*** Begin section ***
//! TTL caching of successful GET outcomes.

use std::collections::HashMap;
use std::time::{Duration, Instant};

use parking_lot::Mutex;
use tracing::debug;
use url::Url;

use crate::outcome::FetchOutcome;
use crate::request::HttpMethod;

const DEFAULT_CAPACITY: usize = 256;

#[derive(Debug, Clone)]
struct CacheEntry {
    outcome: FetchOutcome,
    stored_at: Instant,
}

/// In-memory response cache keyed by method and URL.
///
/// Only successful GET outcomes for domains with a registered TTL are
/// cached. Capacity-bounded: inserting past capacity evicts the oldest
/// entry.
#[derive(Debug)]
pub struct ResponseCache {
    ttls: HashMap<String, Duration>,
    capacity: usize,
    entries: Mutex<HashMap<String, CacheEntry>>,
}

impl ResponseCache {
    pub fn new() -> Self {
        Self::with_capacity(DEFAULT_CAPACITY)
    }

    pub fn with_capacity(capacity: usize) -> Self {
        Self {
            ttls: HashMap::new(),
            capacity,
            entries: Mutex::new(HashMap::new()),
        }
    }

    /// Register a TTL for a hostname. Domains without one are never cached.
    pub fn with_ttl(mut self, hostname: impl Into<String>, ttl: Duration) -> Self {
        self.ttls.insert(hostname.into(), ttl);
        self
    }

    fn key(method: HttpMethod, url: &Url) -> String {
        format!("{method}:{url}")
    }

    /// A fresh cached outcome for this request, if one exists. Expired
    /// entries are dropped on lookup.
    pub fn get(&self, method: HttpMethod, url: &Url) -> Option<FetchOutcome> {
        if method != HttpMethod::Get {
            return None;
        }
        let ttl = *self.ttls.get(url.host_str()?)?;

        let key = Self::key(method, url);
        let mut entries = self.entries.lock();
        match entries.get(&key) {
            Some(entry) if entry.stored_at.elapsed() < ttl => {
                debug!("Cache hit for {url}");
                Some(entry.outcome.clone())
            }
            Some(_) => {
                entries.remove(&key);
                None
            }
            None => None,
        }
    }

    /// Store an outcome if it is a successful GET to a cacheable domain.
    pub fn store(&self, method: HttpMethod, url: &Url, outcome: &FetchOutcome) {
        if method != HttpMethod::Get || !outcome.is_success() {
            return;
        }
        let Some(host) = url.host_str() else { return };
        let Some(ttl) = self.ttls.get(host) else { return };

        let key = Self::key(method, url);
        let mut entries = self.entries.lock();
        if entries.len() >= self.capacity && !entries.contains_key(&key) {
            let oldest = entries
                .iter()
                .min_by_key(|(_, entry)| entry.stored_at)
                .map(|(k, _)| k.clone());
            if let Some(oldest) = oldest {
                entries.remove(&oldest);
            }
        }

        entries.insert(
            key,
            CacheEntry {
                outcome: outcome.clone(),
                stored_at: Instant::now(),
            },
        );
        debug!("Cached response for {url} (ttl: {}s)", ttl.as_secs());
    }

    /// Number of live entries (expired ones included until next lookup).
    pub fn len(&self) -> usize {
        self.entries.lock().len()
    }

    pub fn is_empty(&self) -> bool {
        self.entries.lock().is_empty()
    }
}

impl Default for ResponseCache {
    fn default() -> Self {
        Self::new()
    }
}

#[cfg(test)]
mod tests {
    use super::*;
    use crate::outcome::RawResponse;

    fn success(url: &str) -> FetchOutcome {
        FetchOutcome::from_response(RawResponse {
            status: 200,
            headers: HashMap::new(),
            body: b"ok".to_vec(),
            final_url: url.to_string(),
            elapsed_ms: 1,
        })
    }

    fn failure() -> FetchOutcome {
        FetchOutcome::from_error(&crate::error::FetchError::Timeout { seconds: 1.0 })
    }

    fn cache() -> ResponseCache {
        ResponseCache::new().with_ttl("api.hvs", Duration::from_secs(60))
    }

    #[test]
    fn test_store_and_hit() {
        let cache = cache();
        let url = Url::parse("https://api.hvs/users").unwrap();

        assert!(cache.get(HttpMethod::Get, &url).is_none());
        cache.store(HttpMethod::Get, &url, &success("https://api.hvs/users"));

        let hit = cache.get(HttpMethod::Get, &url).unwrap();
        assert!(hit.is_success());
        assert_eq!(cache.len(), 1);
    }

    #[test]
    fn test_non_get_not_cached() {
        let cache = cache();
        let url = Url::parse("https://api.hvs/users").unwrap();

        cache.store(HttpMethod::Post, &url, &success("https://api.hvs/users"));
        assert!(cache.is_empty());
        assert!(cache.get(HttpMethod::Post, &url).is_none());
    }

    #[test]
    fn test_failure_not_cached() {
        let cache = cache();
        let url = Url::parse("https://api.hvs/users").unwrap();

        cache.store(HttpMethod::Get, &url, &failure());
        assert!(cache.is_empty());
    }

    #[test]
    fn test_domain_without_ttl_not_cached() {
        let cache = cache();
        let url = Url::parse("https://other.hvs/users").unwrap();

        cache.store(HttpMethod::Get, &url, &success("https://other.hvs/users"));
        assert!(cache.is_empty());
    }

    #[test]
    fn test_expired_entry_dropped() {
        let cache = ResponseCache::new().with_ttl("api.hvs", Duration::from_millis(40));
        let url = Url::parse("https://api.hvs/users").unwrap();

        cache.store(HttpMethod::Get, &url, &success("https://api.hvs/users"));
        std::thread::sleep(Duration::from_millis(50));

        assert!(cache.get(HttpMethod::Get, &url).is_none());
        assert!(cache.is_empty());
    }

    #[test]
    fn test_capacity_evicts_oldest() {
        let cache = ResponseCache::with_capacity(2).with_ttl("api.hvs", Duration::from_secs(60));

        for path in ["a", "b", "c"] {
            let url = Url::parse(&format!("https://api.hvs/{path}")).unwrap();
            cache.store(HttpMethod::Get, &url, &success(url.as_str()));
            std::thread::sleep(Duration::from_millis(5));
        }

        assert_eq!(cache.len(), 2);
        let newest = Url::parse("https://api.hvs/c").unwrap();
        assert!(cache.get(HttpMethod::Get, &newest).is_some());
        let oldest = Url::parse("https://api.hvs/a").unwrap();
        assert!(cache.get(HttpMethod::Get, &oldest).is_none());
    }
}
*** End section ***
Look through the entries above, and wherever a line holds the word "ttls", copy it.

Expected answer
    ttls: HashMap<String, Duration>,
            ttls: HashMap::new(),
        self.ttls.insert(hostname.into(), ttl);
        let ttl = *self.ttls.get(url.host_str()?)?;
        let Some(ttl) = self.ttls.get(host) else { return };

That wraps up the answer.